● Task description
Give back exactly the lines of the entries below from the line with "self.items.len()" to the line with "entry.count += 1;", inclusive, and only those.

========

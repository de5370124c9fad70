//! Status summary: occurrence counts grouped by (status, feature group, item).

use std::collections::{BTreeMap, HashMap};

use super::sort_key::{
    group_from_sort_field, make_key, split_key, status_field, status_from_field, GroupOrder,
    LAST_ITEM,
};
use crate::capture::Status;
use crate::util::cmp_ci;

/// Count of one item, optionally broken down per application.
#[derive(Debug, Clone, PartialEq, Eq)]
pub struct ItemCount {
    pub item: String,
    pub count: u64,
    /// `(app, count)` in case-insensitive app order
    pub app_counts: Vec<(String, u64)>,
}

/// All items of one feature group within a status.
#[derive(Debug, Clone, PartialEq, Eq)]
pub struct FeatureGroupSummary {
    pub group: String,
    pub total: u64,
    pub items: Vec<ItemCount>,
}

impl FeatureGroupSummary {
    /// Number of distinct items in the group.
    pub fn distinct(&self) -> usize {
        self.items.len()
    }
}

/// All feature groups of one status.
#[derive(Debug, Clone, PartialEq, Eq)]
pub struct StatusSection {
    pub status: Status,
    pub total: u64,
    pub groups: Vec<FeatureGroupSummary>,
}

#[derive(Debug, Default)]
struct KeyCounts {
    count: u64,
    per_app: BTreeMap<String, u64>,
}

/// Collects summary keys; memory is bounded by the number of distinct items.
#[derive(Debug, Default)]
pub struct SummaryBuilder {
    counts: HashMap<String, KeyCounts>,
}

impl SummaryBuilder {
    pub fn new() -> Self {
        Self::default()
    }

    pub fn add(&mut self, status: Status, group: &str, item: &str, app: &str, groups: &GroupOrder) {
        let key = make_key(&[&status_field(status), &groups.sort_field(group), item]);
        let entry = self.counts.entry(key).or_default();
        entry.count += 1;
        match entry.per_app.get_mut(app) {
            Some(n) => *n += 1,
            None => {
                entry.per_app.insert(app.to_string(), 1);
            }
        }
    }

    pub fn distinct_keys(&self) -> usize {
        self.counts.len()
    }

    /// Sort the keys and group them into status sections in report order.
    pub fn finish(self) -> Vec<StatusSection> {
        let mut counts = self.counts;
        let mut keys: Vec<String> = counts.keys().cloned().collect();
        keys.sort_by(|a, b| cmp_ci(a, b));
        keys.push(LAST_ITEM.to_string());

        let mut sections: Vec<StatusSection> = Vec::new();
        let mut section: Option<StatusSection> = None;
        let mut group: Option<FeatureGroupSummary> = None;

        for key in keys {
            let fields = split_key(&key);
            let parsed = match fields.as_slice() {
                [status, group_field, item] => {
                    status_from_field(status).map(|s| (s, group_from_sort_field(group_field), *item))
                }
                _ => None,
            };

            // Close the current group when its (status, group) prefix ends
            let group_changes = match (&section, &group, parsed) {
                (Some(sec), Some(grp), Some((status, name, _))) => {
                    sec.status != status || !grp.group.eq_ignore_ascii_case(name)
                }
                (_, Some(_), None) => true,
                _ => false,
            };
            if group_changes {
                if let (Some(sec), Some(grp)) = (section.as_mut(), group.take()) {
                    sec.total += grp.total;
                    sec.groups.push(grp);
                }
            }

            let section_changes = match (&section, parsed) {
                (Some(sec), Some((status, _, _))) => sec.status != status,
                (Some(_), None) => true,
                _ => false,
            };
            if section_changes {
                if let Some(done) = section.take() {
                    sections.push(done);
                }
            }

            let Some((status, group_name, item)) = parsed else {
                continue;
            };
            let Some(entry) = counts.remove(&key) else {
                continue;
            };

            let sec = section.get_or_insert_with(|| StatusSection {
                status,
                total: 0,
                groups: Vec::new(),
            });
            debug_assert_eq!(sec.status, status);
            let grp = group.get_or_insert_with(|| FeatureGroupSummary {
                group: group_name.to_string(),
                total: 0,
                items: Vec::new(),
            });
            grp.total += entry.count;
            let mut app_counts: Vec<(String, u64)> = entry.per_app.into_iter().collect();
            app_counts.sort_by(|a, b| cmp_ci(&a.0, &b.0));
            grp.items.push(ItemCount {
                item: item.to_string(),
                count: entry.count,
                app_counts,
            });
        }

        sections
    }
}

========

● Reply
        self.items.len()
    }
}

/// All feature groups of one status.
#[derive(Debug, Clone, PartialEq, Eq)]
pub struct StatusSection {
    pub status: Status,
    pub total: u64,
    pub groups: Vec<FeatureGroupSummary>,
}

#[derive(Debug, Default)]
struct KeyCounts {
    count: u64,
    per_app: BTreeMap<String, u64>,
}

/// Collects summary keys; memory is bounded by the number of distinct items.
#[derive(Debug, Default)]
pub struct SummaryBuilder {
    counts: HashMap<String, KeyCounts>,
}

impl SummaryBuilder {
    pub fn new() -> Self {
        Self::default()
    }

    pub fn add(&mut self, status: Status, group: &str, item: &str, app: &str, groups: &GroupOrder) {
        let key = make_key(&[&status_field(status), &groups.sort_field(group), item]);
        let entry = self.counts.entry(key).or_default();
        entry.count += 1;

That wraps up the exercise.